7.1.2.2. Le patois, langue quotidienne de membres âgés d’un même foyer

L'autre classe de locuteurs qui parlent quotidiennement le patois est constituée de frères et/ou de soeurs vivant au même domicile. Dans la majorité des cas, il s'agit de frères célibataires, souvent d'anciens agriculteurs (par exemple à Marlhes, ou à Peyraud...). Leur moyenne d'âge est moins élevée que celle des couples mariés qui parlent patois entre eux : ils n'ont pas eu d'épouse les conduisant à parler français, ni la charge de transmettre la langue nationale à des enfants, et ils ont pu conserver l'usage du patois plus longtemps, d'autant mieux qu'ils avaient l'occasion de le pratiquer quotidiennement entre eux. Dans la région du Pilat, il y avait encore, il y a quelques années, deux générations d'usagers "à temps plein" du patois vivant sous un même toit. C'était en général des hommes célibataires habitant avec un de leurs parents très âgés, ou parfois avec leurs deux parents (il y avait des exemples de ce type dans ma famille jusque dans les années 1980). A l'époque de mes premières enquêtes, cette catégorie particulière de familles existait encore, mais, en 2000, les membres de la génération la plus ancienne sont décédés, du moins dans les familles que je connaissais.

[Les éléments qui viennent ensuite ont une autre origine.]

use serde::{Deserialize, Serialize};
use serde_json::{Map, Value};

/// Reserved field the index stamps on every stored document for optimistic concurrency.
pub const VERSION_FIELD: &str = "_version_";

/// A single index document: an opaque mapping of field name to JSON value.
///
/// Serializes transparently as a JSON object, which is exactly one line of an
/// NDJSON export.
#[derive(Debug, Clone, Default, PartialEq, Serialize, Deserialize)]
#[serde(transparent)]
pub struct Document(Map<String, Value>);

impl Document {
    pub fn new() -> Self {
        Document(Map::new())
    }

    pub fn get(&self, field: &str) -> Option<&Value> {
        self.0.get(field)
    }

    pub fn insert(&mut self, field: impl Into<String>, value: Value) -> Option<Value> {
        self.0.insert(field.into(), value)
    }

    pub fn remove(&mut self, field: &str) -> Option<Value> {
        self.0.shift_remove(field)
    }

    pub fn contains(&self, field: &str) -> bool {
        self.0.contains_key(field)
    }

    pub fn len(&self) -> usize {
        self.0.len()
    }

    pub fn is_empty(&self) -> bool {
        self.0.is_empty()
    }

    pub fn field_names(&self) -> impl Iterator<Item = &str> {
        self.0.keys().map(String::as_str)
    }

    /// Keeps only the fields for which `keep` returns true.
    pub fn retain(&mut self, mut keep: impl FnMut(&str) -> bool) {
        self.0.retain(|name, _| keep(name));
    }

    pub fn into_inner(self) -> Map<String, Value> {
        self.0
    }
}

impl From<Map<String, Value>> for Document {
    fn from(fields: Map<String, Value>) -> Self {
        Document(fields)
    }
}

impl<K: Into<String>> FromIterator<(K, Value)> for Document {
    fn from_iter<T: IntoIterator<Item = (K, Value)>>(iter: T) -> Self {
        Document(iter.into_iter().map(|(k, v)| (k.into(), v)).collect())
    }
}

impl TryFrom<Value> for Document {
    type Error = Value;

    /// Only JSON objects are documents; anything else is handed back unchanged.
    fn try_from(value: Value) -> Result<Self, Self::Error> {
        match value {
            Value::Object(fields) => Ok(Document(fields)),
            other => Err(other),
        }
    }
}
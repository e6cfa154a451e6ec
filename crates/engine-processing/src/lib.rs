pub mod error;
pub mod exporter;
pub mod importer;
pub mod report;
pub mod transform;
pub mod document;
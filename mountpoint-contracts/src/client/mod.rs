// SPDX-License-Identifier: GPL-3.0-only

//! D-Bus client for the installer storage module

pub mod codec;
pub mod connection;
pub mod error;
pub mod storage;

pub use connection::{BusTarget, shared_connection};
pub use error::ClientError;
pub use storage::StorageClient;
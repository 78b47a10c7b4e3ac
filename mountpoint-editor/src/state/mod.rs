// SPDX-License-Identifier: GPL-3.0-only

pub mod store;

pub use store::{PartitionRecordStore, PartitionRow};
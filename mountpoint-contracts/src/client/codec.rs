// SPDX-License-Identifier: GPL-3.0-only

//! `a{sv}` encoding of partition requests
//!
//! The storage module exchanges requests as string-keyed variant maps. Only the
//! four keys the editor owns are written; other keys the backend may report
//! (mount or format options) are ignored when reading.

use std::collections::HashMap;

use mountpoint_types::PartitionRequest;
use zbus::zvariant::{OwnedValue, Value};

use super::error::ClientError;

pub const DEVICE_SPEC: &str = "device-spec";
pub const FORMAT_TYPE: &str = "format-type";
pub const MOUNT_POINT: &str = "mount-point";
pub const REFORMAT: &str = "reformat";

pub type RequestStruct = HashMap<String, OwnedValue>;

pub fn encode_request(request: &PartitionRequest) -> Result<RequestStruct, ClientError> {
    let mut map = HashMap::with_capacity(4);
    map.insert(
        DEVICE_SPEC.to_string(),
        OwnedValue::try_from(Value::from(request.device_spec.as_str()))?,
    );
    map.insert(
        FORMAT_TYPE.to_string(),
        OwnedValue::try_from(Value::from(request.format_type.as_str()))?,
    );
    map.insert(
        MOUNT_POINT.to_string(),
        OwnedValue::try_from(Value::from(request.mount_point.as_str()))?,
    );
    map.insert(
        REFORMAT.to_string(),
        OwnedValue::try_from(Value::from(request.reformat))?,
    );
    Ok(map)
}

pub fn encode_requests(requests: &[PartitionRequest]) -> Result<Vec<RequestStruct>, ClientError> {
    requests.iter().map(encode_request).collect()
}

pub fn decode_request(map: RequestStruct) -> Result<PartitionRequest, ClientError> {
    let mut request = PartitionRequest::default();
    let mut has_device = false;

    for (key, value) in map {
        match key.as_str() {
            DEVICE_SPEC => {
                request.device_spec = string_field(&key, value)?;
                has_device = true;
            }
            FORMAT_TYPE => request.format_type = string_field(&key, value)?,
            MOUNT_POINT => request.mount_point = string_field(&key, value)?,
            REFORMAT => {
                request.reformat = bool::try_from(value).map_err(|e| {
                    ClientError::ParseError(format!("'{REFORMAT}' is not a boolean: {e}"))
                })?
            }
            _ => {}
        }
    }

    if !has_device {
        return Err(ClientError::ParseError(format!(
            "request without '{DEVICE_SPEC}'"
        )));
    }

    Ok(request)
}

pub fn decode_requests(maps: Vec<RequestStruct>) -> Result<Vec<PartitionRequest>, ClientError> {
    maps.into_iter().map(decode_request).collect()
}

fn string_field(key: &str, value: OwnedValue) -> Result<String, ClientError> {
    String::try_from(value)
        .map_err(|e| ClientError::ParseError(format!("'{key}' is not a string: {e}")))
}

Aujourd'hui, parmi les familles rassemblant un couple de personnes très âgées et un de leurs enfants célibataire, le patois peut rester, en partie, la langue du couple, mais les parents s'adressent surtout en français à l'enfant vivant avec eux, et celui-ci répond également le plus souvent en français (par exemple une famille de Marlhes (n° 23 ; témoins A.), ou les témoins de Brossainc (n° 16) ou de Limony (n° 18), mais, dans ces deux derniers cas, le couple des parents n'utilise pas régulièrement le patois). Parmi les grands-parents habitant avec leurs enfants et petits-enfants, rares sont ceux qui, aujourd’hui, conservent l’usage du patois dans leurs relations personnelles : c'était le cas pour le témoin A. de Tarentaise (n° 10) avant le décès de son épouse, ou Thélis-la-Combe (n° 14) lors des enquêtes, mais, dans cette famille, si les grands-parents et les parents vivent dans la même ferme, ils occupent des appartements séparés). Je n’ai pas rencontré de couples âgés qui parlaient autrefois patois et qui se seraient installés récemment chez leurs enfants : je ne sais pas si, dans ces conditions nouvelles, certains ont pu maintenir l’usage de la langue ancestrale.

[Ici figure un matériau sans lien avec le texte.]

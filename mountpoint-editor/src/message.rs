// SPDX-License-Identifier: GPL-3.0-only

use std::str::FromStr;

use thiserror::Error;

/// User events of the editing page.
#[derive(Debug, Clone, PartialEq, Eq)]
pub enum Message {
    List,
    /// Free-text or preset mount point; committed through the custom-path rules
    SetMountPoint { device: String, mount_point: String },
    ClearMountPoint { device: String },
    SetReformat { device: String, checked: bool },
    Reload,
    Help,
    Quit,
}

#[derive(Debug, Clone, PartialEq, Eq, Error)]
pub enum ParseMessageError {
    #[error("empty command")]
    Empty,
    #[error("unknown command '{0}', try 'help'")]
    UnknownCommand(String),
    #[error("usage: {0}")]
    Usage(&'static str),
    #[error("expected on/off, got '{0}'")]
    InvalidSwitch(String),
}

/// Parse an on/off style switch.
pub fn parse_switch(value: &str) -> Result<bool, ParseMessageError> {
    match value.to_ascii_lowercase().as_str() {
        "on" | "yes" | "true" | "1" => Ok(true),
        "off" | "no" | "false" | "0" => Ok(false),
        _ => Err(ParseMessageError::InvalidSwitch(value.to_string())),
    }
}

impl FromStr for Message {
    type Err = ParseMessageError;

    fn from_str(line: &str) -> Result<Self, Self::Err> {
        let mut words = line.split_whitespace();
        let command = words.next().ok_or(ParseMessageError::Empty)?;
        let args: Vec<&str> = words.collect();

        match (command, args.as_slice()) {
            ("list" | "ls", []) => Ok(Self::List),
            ("set", [device, mount_point]) => Ok(Self::SetMountPoint {
                device: device.to_string(),
                mount_point: mount_point.to_string(),
            }),
            ("set", _) => Err(ParseMessageError::Usage("set <device> <mount-point>")),
            ("clear", [device]) => Ok(Self::ClearMountPoint {
                device: device.to_string(),
            }),
            ("clear", _) => Err(ParseMessageError::Usage("clear <device>")),
            ("format", [device, switch]) => Ok(Self::SetReformat {
                device: device.to_string(),
                checked: parse_switch(switch)?,
            }),
            ("format", _) => Err(ParseMessageError::Usage("format <device> on|off")),
            ("reload", []) => Ok(Self::Reload),
            ("help" | "?", _) => Ok(Self::Help),
            ("quit" | "exit" | "q", _) => Ok(Self::Quit),
            (other, _) => Err(ParseMessageError::UnknownCommand(other.to_string())),
        }
    }
}

#[cfg(test)]
mod tests {
    use super::*;

    #[test]
    fn parses_edit_commands() {
        assert_eq!(
            "set /dev/sda1 /".parse::<Message>().unwrap(),
            Message::SetMountPoint {
                device: "/dev/sda1".to_string(),
                mount_point: "/".to_string()
            }
        );
        assert_eq!(
            "format sda2 off".parse::<Message>().unwrap(),
            Message::SetReformat {
                device: "sda2".to_string(),
                checked: false
            }
        );
        assert_eq!(
            "  clear sda2 ".parse::<Message>().unwrap(),
            Message::ClearMountPoint {
                device: "sda2".to_string()
            }
        );
        assert_eq!("ls".parse::<Message>().unwrap(), Message::List);
    }

    #[test]
    fn rejects_malformed_commands() {
        assert_eq!("".parse::<Message>(), Err(ParseMessageError::Empty));
        assert!(matches!(
            "set sda1".parse::<Message>(),
            Err(ParseMessageError::Usage(_))
        ));
        assert!(matches!(
            "format sda1 maybe".parse::<Message>(),
            Err(ParseMessageError::InvalidSwitch(_))
        ));
        assert!(matches!(
            "mkfs sda1".parse::<Message>(),
            Err(ParseMessageError::UnknownCommand(_))
        ));
    }
}
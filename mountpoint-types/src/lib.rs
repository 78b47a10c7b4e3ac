// SPDX-License-Identifier: GPL-3.0-only

//! Domain models for manual mount-point assignment
//!
//! This crate is the single source of truth for the data exchanged between the
//! installer storage backend and the mount-point editor:
//!
//! - **mountpoint-contracts**: encodes these types for D-Bus transport
//! - **mountpoint-editor**: validates and edits them, and derives row state for the page
//!
//! ## Overview
//!
//! - `PartitionRequest` → one discovered partition/filesystem with its assignment
//! - `PartitioningData` → a backend partitioning object, its method and requests
//! - `FormatClass` → what the installer may do with a given format type

pub mod format_class;
pub mod partitioning;
pub mod request;

pub use format_class::FormatClass;
pub use partitioning::{PartitioningData, PartitioningMethod, PartitioningPath};
pub use request::{PartitionRequest, ROOT_MOUNT_POINT};
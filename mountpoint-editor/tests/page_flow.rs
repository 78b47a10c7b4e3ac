// SPDX-License-Identifier: GPL-3.0-only

mod common;

use std::sync::Arc;

use common::{Call, FakeBackend, RecordingNotifier, automatic_data, manual_data, presets, req};
use mountpoint_editor::{EditError, MountPointPage, Notification, STEP_ID, SessionState};
use mountpoint_types::PartitioningPath;

fn page(backend: &FakeBackend, notifier: &Arc<RecordingNotifier>) -> MountPointPage {
    MountPointPage::new(Arc::new(backend.clone()), notifier.clone(), presets())
}

fn scenario() -> Vec<mountpoint_types::PartitionRequest> {
    vec![req("sda1", "ext4", "", false), req("sda2", "ext4", "/home", false)]
}

#[tokio::test]
async fn edits_are_rejected_before_mount() {
    let backend = FakeBackend::default();
    let notifier = Arc::new(RecordingNotifier::default());
    let mut page = page(&backend, &notifier);

    assert!(page.is_loading());
    assert_eq!(
        page.select_mount_point("sda1", "/").await,
        Err(EditError::NotReady)
    );
    assert!(backend.take_calls().is_empty());
}

#[tokio::test]
async fn mounting_manual_data_uses_its_requests() {
    let backend = FakeBackend::default();
    let notifier = Arc::new(RecordingNotifier::default());
    let mut page = page(&backend, &notifier);

    page.mount(manual_data(scenario())).await.unwrap();

    assert_eq!(page.state(), SessionState::Ready);
    assert_eq!(page.requests(), scenario().as_slice());
    assert!(backend.take_calls().is_empty());
    assert_eq!(notifier.validity(), [true]);
}

#[tokio::test]
async fn fresh_manual_partitioning_gathers_and_submits_requests() {
    let backend = FakeBackend::default();
    backend.set_gathered(scenario());
    let notifier = Arc::new(RecordingNotifier::default());
    let mut page = page(&backend, &notifier);

    page.mount(automatic_data()).await.unwrap();

    let path = PartitioningPath::new(common::CREATED_PATH);
    let calls = backend.take_calls();
    assert_eq!(
        &calls[4..],
        &[
            Call::ManualRequests(path.clone()),
            Call::GatherRequests(path.clone()),
            Call::SetRequests(path, scenario()),
        ]
    );
    assert_eq!(page.requests(), scenario().as_slice());
    assert!(page.is_editable());
}

#[tokio::test]
async fn assigning_root_submits_full_list_with_reformat() {
    let backend = FakeBackend::with_requests(scenario());
    let notifier = Arc::new(RecordingNotifier::default());
    let mut page = page(&backend, &notifier);
    page.mount(manual_data(scenario())).await.unwrap();

    page.select_mount_point("sda1", "/").await.unwrap();

    let expected = vec![req("sda1", "ext4", "/", true), req("sda2", "ext4", "/home", false)];
    assert_eq!(
        backend.take_calls(),
        vec![Call::SetRequests(
            PartitioningPath::new(common::CREATED_PATH),
            expected.clone()
        )]
    );
    assert_eq!(backend.stored_requests(), expected);
    assert!(page.is_valid());
}

#[tokio::test]
async fn duplicate_root_invalidates_the_set_without_notification() {
    let backend = FakeBackend::with_requests(scenario());
    let notifier = Arc::new(RecordingNotifier::default());
    let mut page = page(&backend, &notifier);
    page.mount(manual_data(scenario())).await.unwrap();

    page.select_mount_point("sda1", "/").await.unwrap();
    page.select_mount_point("sda2", "/").await.unwrap();

    assert!(!page.is_valid());
    assert_eq!(notifier.validity(), [true, false]);
    assert!(notifier.errors().is_empty());

    let rows = page.rows();
    assert!(rows.iter().all(|row| row.controls.duplicate));

    page.select_mount_point("sda2", "/home").await.unwrap();
    assert!(page.is_valid());
    assert_eq!(notifier.validity(), [true, false, true]);
}

#[tokio::test]
async fn rejected_submission_is_reported_and_not_rolled_back() {
    let backend = FakeBackend::with_requests(scenario());
    let notifier = Arc::new(RecordingNotifier::default());
    let mut page = page(&backend, &notifier);
    page.mount(manual_data(scenario())).await.unwrap();

    backend.fail_set_requests(Some("storage module crashed"));
    page.toggle_reformat("sda2", true).await.unwrap();

    assert!(page.requests()[1].reformat);
    assert!(page.submission_error().is_some());
    let errors = notifier.errors();
    assert_eq!(errors.len(), 1);
    assert_eq!(errors[0].step, STEP_ID);
    assert!(errors[0].message.contains("storage module crashed"));

    // The backend still holds the old list; reloading reconciles.
    backend.fail_set_requests(None);
    page.reload().await.unwrap();
    assert!(!page.requests()[1].reformat);

    page.toggle_reformat("sda2", true).await.unwrap();
    assert!(page.submission_error().is_none());
}

#[tokio::test]
async fn locked_rows_refuse_edits() {
    let requests = vec![
        req("sda1", "biosboot", "", false),
        req("sda2", "ext4", "/", true),
        req("sda3", "btrfs", "/home", false),
    ];
    let backend = FakeBackend::with_requests(requests.clone());
    let notifier = Arc::new(RecordingNotifier::default());
    let mut page = page(&backend, &notifier);
    page.mount(manual_data(requests)).await.unwrap();

    assert_eq!(
        page.select_mount_point("sda1", "/boot").await,
        Err(EditError::NotMountable("sda1".to_string()))
    );
    assert_eq!(
        page.toggle_reformat("sda1", true).await,
        Err(EditError::ReformatLocked("sda1".to_string()))
    );
    assert_eq!(
        page.toggle_reformat("sda2", false).await,
        Err(EditError::ReformatLocked("sda2".to_string()))
    );
    assert_eq!(
        page.toggle_reformat("sda3", true).await,
        Err(EditError::ReformatLocked("sda3".to_string()))
    );
    assert!(backend.take_calls().is_empty());
}

#[tokio::test]
async fn btrfs_root_is_not_auto_reformatted() {
    let requests = vec![req("sda3", "btrfs", "", false)];
    let backend = FakeBackend::with_requests(requests.clone());
    let notifier = Arc::new(RecordingNotifier::default());
    let mut page = page(&backend, &notifier);
    page.mount(manual_data(requests)).await.unwrap();

    page.select_mount_point("sda3", "/").await.unwrap();

    assert_eq!(page.requests()[0], req("sda3", "btrfs", "/", false));
}

#[tokio::test]
async fn custom_mount_points_are_normalized_or_rejected() {
    let backend = FakeBackend::with_requests(scenario());
    let notifier = Arc::new(RecordingNotifier::default());
    let mut page = page(&backend, &notifier);
    page.mount(manual_data(scenario())).await.unwrap();

    page.commit_custom_mount_point("sda1", " /srv/data/ ").await.unwrap();
    assert_eq!(page.requests()[0].mount_point, "/srv/data");

    let options = &page.rows()[0].options;
    assert_eq!(options.last().map(|o| o.value.as_str()), Some("/srv/data"));

    assert!(matches!(
        page.commit_custom_mount_point("sda1", "srv").await,
        Err(EditError::InvalidMountPoint { .. })
    ));
    assert_eq!(page.requests()[0].mount_point, "/srv/data");
}

#[tokio::test]
async fn setup_failure_is_reported_once_and_keeps_page_disabled() {
    let backend = FakeBackend::default();
    backend.fail_create("no disks selected");
    let notifier = Arc::new(RecordingNotifier::default());
    let mut page = page(&backend, &notifier);

    assert!(page.mount(automatic_data()).await.is_err());
    assert!(page.setup_error().is_some());
    assert!(!page.is_editable());
    assert!(!page.is_loading());
    assert_eq!(notifier.errors().len(), 1);

    // A second mount of the same page is refused without another report.
    assert!(page.mount(automatic_data()).await.is_err());
    assert_eq!(notifier.errors().len(), 1);
    assert_eq!(
        page.toggle_reformat("sda1", true).await,
        Err(EditError::NotReady)
    );
}

#[tokio::test]
async fn step_notification_is_only_shown_for_this_page() {
    let backend = FakeBackend::default();
    let notifier = Arc::new(RecordingNotifier::default());
    let mut page = page(&backend, &notifier);

    page.set_step_notification(Some(Notification::new("installation-language", "nope")));
    assert_eq!(page.step_notification(), None);

    page.set_step_notification(Some(Notification::new(STEP_ID, "partitioning failed")));
    assert_eq!(
        page.step_notification().map(|n| n.message.as_str()),
        Some("partitioning failed")
    );
}

#[tokio::test]
async fn rejected_first_submission_keeps_gathered_requests() {
    let backend = FakeBackend::default();
    backend.set_gathered(scenario());
    backend.fail_set_requests(Some("rejected"));
    let notifier = Arc::new(RecordingNotifier::default());
    let mut page = page(&backend, &notifier);

    page.mount(automatic_data()).await.unwrap();

    assert!(page.is_editable());
    assert_eq!(page.requests(), scenario().as_slice());
    assert_eq!(page.rows().len(), 2);
    assert!(page.submission_error().is_some());
    assert_eq!(notifier.errors().len(), 1);

    // Editing resubmits the kept list.
    backend.fail_set_requests(None);
    page.select_mount_point("sda1", "/").await.unwrap();
    assert_eq!(backend.stored_requests().len(), 2);
    assert!(page.submission_error().is_none());
}

#[tokio::test]
async fn initial_validity_is_announced_once() {
    let requests = vec![req("sda1", "ext4", "/", true), req("sda2", "ext4", "/", true)];
    let backend = FakeBackend::with_requests(requests.clone());
    let notifier = Arc::new(RecordingNotifier::default());
    let mut page = page(&backend, &notifier);

    page.mount(manual_data(requests)).await.unwrap();
    assert_eq!(notifier.validity(), [false]);

    page.reload().await.unwrap();
    assert_eq!(notifier.validity(), [false]);
}

#[tokio::test]
async fn initial_validity_from_backend_is_announced_once() {
    let requests = vec![req("sda1", "ext4", "/", true), req("sda2", "ext4", "/", true)];
    let backend = FakeBackend::default();
    backend.set_gathered(requests);
    let notifier = Arc::new(RecordingNotifier::default());
    let mut page = page(&backend, &notifier);

    page.mount(automatic_data()).await.unwrap();

    assert!(!page.is_valid());
    assert_eq!(notifier.validity(), [false]);
}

Le fait que les locuteurs à plein temps soient tous des personnes vivant au même domicile montre que l'état de la communauté dialectophone est, en cette fin de XXe siècle, très dégradé : il n'existe plus, auprès des dialectophones habitant seuls, un réseau d'interlocuteurs suffisamment dense pour qu'ils puissent encore pratiquer la langue ancestrale tous les jours. Dans le Pilat, la proportion de locuteurs dont le patois est la langue quotidienne est aujourd'hui extrêmement faible et le nombre de ces dialectophones, qui sont souvent très âgés, diminue très rapidement. A quelques occasions, j'ai rencontré des couples qui vivaient dans des maisons de retraite ou qui ont dû s'y installer durant la période des enquêtes (à Saint-Julien-Molin-Molette (n° 15) ou le couple de Limony (n° 18), qui habite maintenant la maison de retraite de Serrières (n° 22)...). Parmi ces personnes âgées, les couples qui parlaient patois entre eux quand ils habitaient encore à leur domicile se sont mis à parler français à la maison de retraite, sous l'influence d'un milieu où le français est presque la seule langue utilisée. Quand je leur rendais visite, ils recommençaient parfois à employer le patois, mais cet usage ne durait pas.

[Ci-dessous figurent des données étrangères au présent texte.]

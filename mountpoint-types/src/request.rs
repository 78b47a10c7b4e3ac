// SPDX-License-Identifier: GPL-3.0-only

use serde::{Deserialize, Serialize};

use crate::FormatClass;

/// The root mount point. A request assigned here is always reformatted.
pub const ROOT_MOUNT_POINT: &str = "/";

/// One discovered partition or filesystem and the user's assignment for it.
///
/// Field names follow the backend's request keys (`device-spec`, `format-type`,
/// `mount-point`, `reformat`).
#[derive(Debug, Clone, Default, PartialEq, Eq, Hash, Serialize, Deserialize)]
#[serde(rename_all = "kebab-case")]
pub struct PartitionRequest {
    /// Stable identifier of the block device or filesystem, unique within a session
    pub device_spec: String,

    /// Filesystem type as reported by the backend (e.g. "ext4", "biosboot")
    pub format_type: String,

    /// Target path, or an empty string when unassigned
    #[serde(default)]
    pub mount_point: String,

    /// Whether the filesystem is recreated during installation
    #[serde(default)]
    pub reformat: bool,
}

impl PartitionRequest {
    pub fn new(device_spec: impl Into<String>, format_type: impl Into<String>) -> Self {
        Self {
            device_spec: device_spec.into(),
            format_type: format_type.into(),
            mount_point: String::new(),
            reformat: false,
        }
    }

    pub fn with_mount_point(mut self, mount_point: impl Into<String>) -> Self {
        self.mount_point = mount_point.into();
        self
    }

    pub fn with_reformat(mut self, reformat: bool) -> Self {
        self.reformat = reformat;
        self
    }

    pub fn is_root(&self) -> bool {
        self.mount_point == ROOT_MOUNT_POINT
    }

    pub fn is_assigned(&self) -> bool {
        !self.mount_point.is_empty()
    }

    pub fn format_class(&self) -> FormatClass {
        FormatClass::of(&self.format_type)
    }
}
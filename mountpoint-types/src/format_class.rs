// SPDX-License-Identifier: GPL-3.0-only

//! Classification of backend format types
//!
//! The installer treats a handful of format types specially. Everything the
//! editor needs to know about a format type is derived from here so callers
//! never compare format strings themselves.

/// Format types that denote a reserved region rather than a filesystem.
const NON_MOUNTABLE_TYPES: &[&str] = &["biosboot", "prepboot"];

/// Filesystem types the installer cannot recreate yet.
const REFORMAT_LOCKED_TYPES: &[&str] = &["btrfs"];

/// What the installer may do with a request of a given format type.
#[derive(Debug, Clone, Copy, Default, PartialEq, Eq, Hash)]
pub enum FormatClass {
    /// An ordinary filesystem: mountable, reformat is user-controlled.
    #[default]
    Regular,
    /// A reserved area (e.g. BIOS boot). Never mounted, reformat not editable.
    NonMountable,
    /// A filesystem that cannot be reformatted. Reformat stays `false`.
    ReformatLocked,
}

impl FormatClass {
    pub fn of(format_type: &str) -> Self {
        if NON_MOUNTABLE_TYPES.contains(&format_type) {
            Self::NonMountable
        } else if REFORMAT_LOCKED_TYPES.contains(&format_type) {
            Self::ReformatLocked
        } else {
            Self::Regular
        }
    }

    pub fn is_mountable(self) -> bool {
        !matches!(self, Self::NonMountable)
    }

    /// Whether the user may change the reformat flag at all.
    pub fn is_reformat_editable(self) -> bool {
        matches!(self, Self::Regular)
    }
}
// SPDX-License-Identifier: GPL-3.0-only

use thiserror::Error;

use crate::{BackendError, BackendErrorKind};

#[derive(Debug, Error)]
pub enum ClientError {
    #[error("D-Bus connection error: {0}")]
    Connection(String),

    #[error("D-Bus call failed: {0}")]
    Call(#[from] zbus::Error),

    #[error("Invalid backend data: {0}")]
    ParseError(String),
}

impl From<zbus::zvariant::Error> for ClientError {
    fn from(err: zbus::zvariant::Error) -> Self {
        ClientError::ParseError(err.to_string())
    }
}

impl From<ClientError> for BackendError {
    fn from(err: ClientError) -> Self {
        let kind = match &err {
            ClientError::Connection(_) => BackendErrorKind::Unavailable,
            ClientError::Call(zbus::Error::MethodError(name, _, _)) => {
                BackendErrorKind::from_error_name(name.as_str())
            }
            ClientError::Call(zbus::Error::InputOutput(_)) => BackendErrorKind::Unavailable,
            ClientError::Call(_) => BackendErrorKind::Internal,
            ClientError::ParseError(_) => BackendErrorKind::InvalidInput,
        };

        BackendError::new(kind, err.to_string())
    }
}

On peut se demander si les couples âgés ou les frères célibataires qui parlent patois entre eux peuvent être réellement considérés comme des "locuteurs à plein temps". Ils sont obligés de recourir au français hors de leur domicile, avec les commerçants, le médecin, une partie de leurs contemporains et avec les personnes plus jeunes : le français est bien, pour eux, "un moyen de relations extra-familiales" comme le note R. Lafont. Pour ces locuteurs, le patois est donc exclusivement la langue du foyer et encore n'y était-il plus parlé quand ils reçoivent leur famille : ils parlent français à leurs petits-enfants (ou petits-neveux pour les célibataires) et, le plus souvent, à leurs enfants (ou neveux ou nièces). A l’intérieur même des familles, le patois n’est plus utilisé régulièrement que dans la génération la plus âgée.